Em 2020, a mortalidade dos doentes hospitalizados com Covid-19 foi de 11,6%. Contudo, à medida que os profissionais de saúde foram aprendendo mais sobre a doença, as mortes diminuíram. No início da pandemia, em maio e abril, a taxa de mortalidade entre os internados era de 16,4% mas, em setembro e outubro, desceu para 8,6%.
Esta é apenas uma das conclusões de um estudo agora publicado no jornal científico JAMA Network Open, que analisou a ficha clínica de cerca de 1 milhão de adultos, 175 mil deles infetados com o vírus SARS-CoV-2 nos Estados Unidos da América (EUA).
Os investigadores recorreram à Inteligência Artificial (IA) para analisarem os dados dos pacientes e avaliarem a progressão da Covid-19. Um dos objetivos era desenvolver algoritmos capazes de ajudarem os médicos a prever as situações em que é expetável os doentes hospitalizados desenvolverem doença grave.
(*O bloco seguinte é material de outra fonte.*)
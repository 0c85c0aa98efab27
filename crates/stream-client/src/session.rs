//! A streaming session: manifest in, ordered chunk bytes out.
//!
//! The session owns two cooperating halves. A background download loop
//! watches the buffer's low-water mark, resolves the next sequence
//! numbers against the manifest, and feeds scheduler results back into
//! the buffer (reconstructing erasure-coded chunks from fragments on the
//! way). The consumer half is [`Session::next_chunk`], which hands back
//! chunks in strict sequence order at whatever rate the caller reads.
//! Both halves are children of the session and stop when it does.

use crate::buffer::{BufferConfig, BufferStatus, PlaybackBuffer, PlayedChunk};
use crate::probe::{NodeProbe, NodeStats, ProbeConfig};
use crate::scheduler::{ChunkRequest, Scheduler, SchedulerConfig, SchedulerStats};
use crate::{Error, Result};
use models::{ManifestChunk, RedundancyMode, VideoManifest};
use std::collections::HashMap;
use std::sync::atomic::{AtomicU64, Ordering};
use std::sync::{Arc, Mutex};
use std::time::{Duration, Instant};
use tokio_util::sync::CancellationToken;

#[derive(Debug, Clone)]
pub struct SessionConfig {
    pub coordinator_url: String,
    pub probe: ProbeConfig,
    pub scheduler: SchedulerConfig,
    pub buffer: BufferConfig,
    pub codec: erasure::CodecConfig,
    /// Bounded wait on `buffer-changed` before either loop re-checks.
    pub refill_wait: Duration,
}

impl SessionConfig {
    pub fn new(coordinator_url: impl Into<String>) -> Self {
        Self {
            coordinator_url: coordinator_url.into(),
            probe: ProbeConfig::default(),
            scheduler: SchedulerConfig::default(),
            buffer: BufferConfig::default(),
            codec: erasure::CodecConfig::default(),
            refill_wait: Duration::from_millis(500),
        }
    }
}

/// Point-in-time session report.
#[derive(Debug, Clone, serde::Serialize)]
pub struct SessionStats {
    pub video_id: String,
    pub startup_latency_secs: Option<f64>,
    pub buffer: BufferStatus,
    pub scheduler: SchedulerStats,
    pub nodes: Vec<NodeStats>,
    pub integrity_failures: u64,
}

#[derive(Debug)]
pub struct Session {
    manifest: VideoManifest,
    probe: NodeProbe,
    scheduler: Arc<Scheduler>,
    buffer: Arc<PlaybackBuffer>,
    cancel: CancellationToken,
    download_task: Mutex<Option<tokio::task::JoinHandle<()>>>,
    refill_wait: Duration,
    opened_at: Instant,
    startup_latency: Mutex<Option<Duration>>,
    integrity_failures: Arc<AtomicU64>,
}

impl Session {
    /// Fetch the manifest for `video_id`, start probing the nodes it
    /// names, and begin filling the buffer.
    pub async fn start(
        http: reqwest::Client,
        mut cfg: SessionConfig,
        video_id: &str,
    ) -> Result<Session> {
        let manifest = fetch_manifest(&http, &cfg.coordinator_url, video_id).await?;
        let opened_at = Instant::now();
        tracing::info!(
            video_id,
            total_chunks = manifest.total_chunks,
            "manifest fetched"
        );

        // The manifest's chunk duration is authoritative for watermark
        // arithmetic.
        cfg.buffer.chunk_duration_secs = manifest.chunk_duration_sec as f64;

        let probe = NodeProbe::new(http.clone(), cfg.probe.clone());
        probe.start(collect_nodes(&manifest));

        let buffer = Arc::new(PlaybackBuffer::new(cfg.buffer.clone()));
        let scheduler = Arc::new(Scheduler::new(
            probe.clone(),
            http.clone(),
            cfg.scheduler.clone(),
        ));
        let integrity_failures = Arc::new(AtomicU64::new(0));

        let cancel = CancellationToken::new();
        let downloader = Arc::new(Downloader {
            scheduler: scheduler.clone(),
            buffer: buffer.clone(),
            chunks_by_seq: manifest
                .chunks
                .iter()
                .map(|chunk| (chunk.sequence_num, chunk.clone()))
                .collect(),
            codec: erasure::Codec::new(cfg.codec).map_err(Error::Codec)?,
            total_chunks: manifest.total_chunks,
            refill_wait: cfg.refill_wait,
            integrity_failures: integrity_failures.clone(),
        });
        let download_task = tokio::spawn(downloader.run(cancel.clone()));

        Ok(Session {
            manifest,
            probe,
            scheduler,
            buffer,
            cancel,
            download_task: Mutex::new(Some(download_task)),
            refill_wait: cfg.refill_wait,
            opened_at,
            startup_latency: Mutex::new(None),
            integrity_failures,
        })
    }

    pub fn manifest(&self) -> &VideoManifest {
        &self.manifest
    }

    pub fn buffer(&self) -> &PlaybackBuffer {
        &self.buffer
    }

    /// Which node served a chunk, for the audit trail.
    pub fn chunk_source(&self, chunk_id: &str) -> Option<String> {
        self.scheduler.chunk_source(chunk_id)
    }

    /// Time from manifest fetch until the start-playback watermark was
    /// first satisfied.
    pub fn startup_latency(&self) -> Option<Duration> {
        *self.startup_latency.lock().unwrap()
    }

    /// The consumer loop: the next chunk in strict sequence order.
    ///
    /// Blocks (with bounded waits) through initial buffering, gaps, and
    /// underruns. Returns `None` once the last chunk has been played or
    /// the session was stopped.
    pub async fn next_chunk(&self) -> Option<PlayedChunk> {
        loop {
            if self.cancel.is_cancelled() {
                return None;
            }
            if self.buffer.position() as i64 >= self.manifest.total_chunks {
                return None;
            }

            // Hold playback until the startup watermark is satisfied. A
            // short tail (or a short video) can never reach it, so a fully
            // buffered remainder also unblocks.
            if !self.buffer.status().playback_started {
                let status = self.buffer.status();
                let tail_buffered = status.current_position as i64 + status.level_chunks as i64
                    >= self.manifest.total_chunks;
                if !status.can_start && !tail_buffered {
                    self.buffer.wait_for_change(self.refill_wait).await;
                    continue;
                }
                let mut startup = self.startup_latency.lock().unwrap();
                if startup.is_none() {
                    let latency = self.opened_at.elapsed();
                    *startup = Some(latency);
                    tracing::info!(latency_secs = latency.as_secs_f64(), "playback ready");
                }
            }

            match self.buffer.take() {
                Ok(Some(chunk)) => return Some(chunk),
                // Gap or underrun: wait for the download loop to refill.
                Ok(None) => {
                    self.buffer.wait_for_change(self.refill_wait).await;
                }
                Err(err) => {
                    tracing::error!(%err, "failed to take chunk from buffer");
                    self.buffer.wait_for_change(self.refill_wait).await;
                }
            }
        }
    }

    pub fn stats(&self) -> SessionStats {
        SessionStats {
            video_id: self.manifest.video_id.clone(),
            startup_latency_secs: self.startup_latency().map(|d| d.as_secs_f64()),
            buffer: self.buffer.status(),
            scheduler: self.scheduler.statistics(),
            nodes: self.probe.stats(),
            integrity_failures: self.integrity_failures.load(Ordering::Relaxed),
        }
    }

    /// Cancel both loops, await their exit, stop probing, and drop all
    /// buffered data (including spilled temp files).
    pub async fn stop(&self) {
        self.cancel.cancel();
        let task = self.download_task.lock().unwrap().take();
        if let Some(task) = task {
            let _ = task.await;
        }
        self.probe.stop().await;
        self.buffer.reset();
        tracing::info!("session stopped");
    }
}

fn collect_nodes(manifest: &VideoManifest) -> Vec<String> {
    let mut nodes: Vec<String> = Vec::new();
    let mut push = |url: &str| {
        if !url.is_empty() && !nodes.iter().any(|known| known == url) {
            nodes.push(url.to_string());
        }
    };
    for chunk in &manifest.chunks {
        for replica in &chunk.replicas {
            push(replica);
        }
        for fragment in chunk.fragments.iter().flatten() {
            push(&fragment.node_url);
        }
    }
    nodes
}

async fn fetch_manifest(
    http: &reqwest::Client,
    coordinator_url: &str,
    video_id: &str,
) -> Result<VideoManifest> {
    let response = http
        .get(format!("{coordinator_url}/manifest/{video_id}"))
        .send()
        .await
        .map_err(Error::Manifest)?;
    if response.status().as_u16() == 404 {
        return Err(Error::VideoNotFound(video_id.to_string()));
    }
    let response = response.error_for_status().map_err(Error::Manifest)?;
    response.json().await.map_err(Error::ManifestDecode)
}

/// The background download loop.
struct Downloader {
    scheduler: Arc<Scheduler>,
    buffer: Arc<PlaybackBuffer>,
    chunks_by_seq: HashMap<u32, ManifestChunk>,
    codec: erasure::Codec,
    total_chunks: i64,
    refill_wait: Duration,
    integrity_failures: Arc<AtomicU64>,
}

impl Downloader {
    async fn run(self: Arc<Self>, cancel: CancellationToken) {
        tracing::debug!("download loop started");
        while !cancel.is_cancelled() {
            if self.buffer.needs_more() {
                let fetched = self.fill_once(&cancel).await;
                if !fetched {
                    if self.buffer.position() as i64 >= self.total_chunks {
                        break;
                    }
                    self.buffer.wait_for_change(self.refill_wait).await;
                }
            } else {
                self.buffer.wait_for_change(self.refill_wait).await;
            }
        }
        tracing::debug!("download loop stopped");
    }

    /// One refill round. Returns whether any download was issued.
    async fn fill_once(&self, cancel: &CancellationToken) -> bool {
        let cfg = self.buffer.config();
        let deficit = (cfg.target_buffer_secs - self.buffer.level_secs())
            / cfg.chunk_duration_secs;
        let want = (deficit.ceil() as i64 + 2).max(1) as usize;

        // Fetch holes behind the buffered tail first (a chunk whose every
        // replica failed earlier), then extend past the tail.
        let mut sequences = self.buffer.gap_sequences();
        sequences.extend(self.buffer.next_sequences(want));
        sequences.retain(|&seq| (seq as i64) < self.total_chunks);

        let mut requests: Vec<ChunkRequest> = Vec::new();
        let mut replicated: Vec<&ManifestChunk> = Vec::new();
        let mut erasure: Vec<&ManifestChunk> = Vec::new();
        for seq in &sequences {
            let Some(chunk) = self.chunks_by_seq.get(seq) else {
                tracing::warn!(sequence_num = seq, "manifest has no chunk for sequence");
                continue;
            };
            match chunk.redundancy_mode {
                RedundancyMode::Replication => {
                    requests.push(ChunkRequest {
                        chunk_id: chunk.chunk_id.clone(),
                        replicas: chunk.replicas.clone(),
                    });
                    replicated.push(chunk);
                }
                RedundancyMode::ErasureCoding => {
                    // Each fragment downloads independently from its node.
                    for fragment in chunk.fragments.iter().flatten() {
                        requests.push(ChunkRequest {
                            chunk_id: fragment.fragment_id.clone(),
                            replicas: vec![fragment.node_url.clone()],
                        });
                    }
                    erasure.push(chunk);
                }
            }
        }
        if requests.is_empty() {
            return false;
        }

        let results = self.scheduler.download(requests).await;
        if cancel.is_cancelled() {
            // Drop in-flight results on the floor.
            return true;
        }

        for chunk in replicated {
            if let Some(Some(bytes)) = results.get(&chunk.chunk_id) {
                self.add_to_buffer(chunk, bytes.clone());
            }
        }
        for chunk in erasure {
            self.reassemble(chunk, &results);
        }
        true
    }

    /// Rebuild an erasure-coded chunk from whichever fragments arrived.
    fn reassemble(
        &self,
        chunk: &ManifestChunk,
        results: &HashMap<String, Option<bytes::Bytes>>,
    ) {
        let available: Vec<(usize, Vec<u8>)> = chunk
            .fragments
            .iter()
            .flatten()
            .filter_map(|fragment| {
                results
                    .get(&fragment.fragment_id)
                    .and_then(|bytes| bytes.as_ref())
                    .map(|bytes| (fragment.fragment_index as usize, bytes.to_vec()))
            })
            .collect();

        if available.len() < self.codec.data_shards() {
            tracing::warn!(
                chunk_id = chunk.chunk_id,
                available = available.len(),
                needed = self.codec.data_shards(),
                "not enough fragments to reconstruct chunk"
            );
            return;
        }

        match self.codec.decode(available, chunk.size_bytes as usize) {
            Ok(bytes) => {
                // A recovered chunk must hash back to the manifest
                // checksum; anything else is discarded as a failed
                // download and failover proceeds on the next round.
                if models::content_checksum(&bytes) != chunk.checksum {
                    self.integrity_failures.fetch_add(1, Ordering::Relaxed);
                    tracing::warn!(
                        chunk_id = chunk.chunk_id,
                        "reconstructed chunk failed checksum verification"
                    );
                    return;
                }
                self.add_to_buffer(chunk, bytes::Bytes::from(bytes));
            }
            Err(err) => {
                self.integrity_failures.fetch_add(1, Ordering::Relaxed);
                tracing::warn!(chunk_id = chunk.chunk_id, %err, "fragment decode failed");
            }
        }
    }

    fn add_to_buffer(&self, chunk: &ManifestChunk, bytes: bytes::Bytes) {
        match self
            .buffer
            .add(&chunk.chunk_id, chunk.sequence_num, bytes)
        {
            Ok(_) => {}
            Err(err) => {
                tracing::error!(chunk_id = chunk.chunk_id, %err, "failed to buffer chunk");
            }
        }
    }
}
Entre os doentes que exigiram cuidados hospitalares, 49% tinham outra doença associada, a mais comum foi a diabetes (25,9%). A doença pulmonar crónica, os problemas renais, a doença cardíaca ou a obesidade também são agravantes
Entre os principais fatores de risco destaca-se a desregulação do pH. A doença hepática, a demência e a obesidade também antecipam mais complicações, assim como ter uma idade mais avançada ou ser do sexo masculino.
Também ficou demonstrado que as pessoas que chegaram aos serviços de saúde com o ritmo cardíaco mais acelerado, maiores dificuldades respiratórias ou temperaturas mais elevadas, tiveram um risco agravado de necessitarem de tratamentos mais invasivos, como a ventilação mecânica, além de terem uma maior probabilidade de morrerem.
Em média, os doentes internados permaneceram cinco dias no hospital e, destes, 14% foram sujeitos a ventilação invasiva. Porém, com o avanço do ano (e do conhecimento), o recurso a este tipo de tratamento agressivo foi diminuindo.
Entre os doentes que exigiram cuidados hospitalares, 49% tinham outra doença associada, a mais comum foi a diabetes (25,9%). A doença pulmonar crónica, os problemas renais, a doença cardíaca ou a obesidade também são agravantes.
Em sentido contrário, os autores notam que a doença reumática e o sangue tipo AB podem ter um efeito protetor contra a infeção.
O estudo mostra, ainda, como o tratamento da doença evoluiu ao longo de 2020. Em maio, por exemplo, o número de pessoas medicadas com hidroxicloroquina era praticamente zero, visto já se ter comprovado a sua ineficácia. Já o uso de dexametasona aumentou no mês de junho, depois de várias investigações confirmarem o seu impacto na diminuição da mortalidade.
Os dados analisados foram recolhidos através da plataforma National COVID Cohort Collaborative Data Enclave (N3C), da responsabilidade do departamento de saúde norte-americano. E inclui pessoas que foram atendidas em 34 hospitais diferentes, entre janeiro e dezembro do ano passado.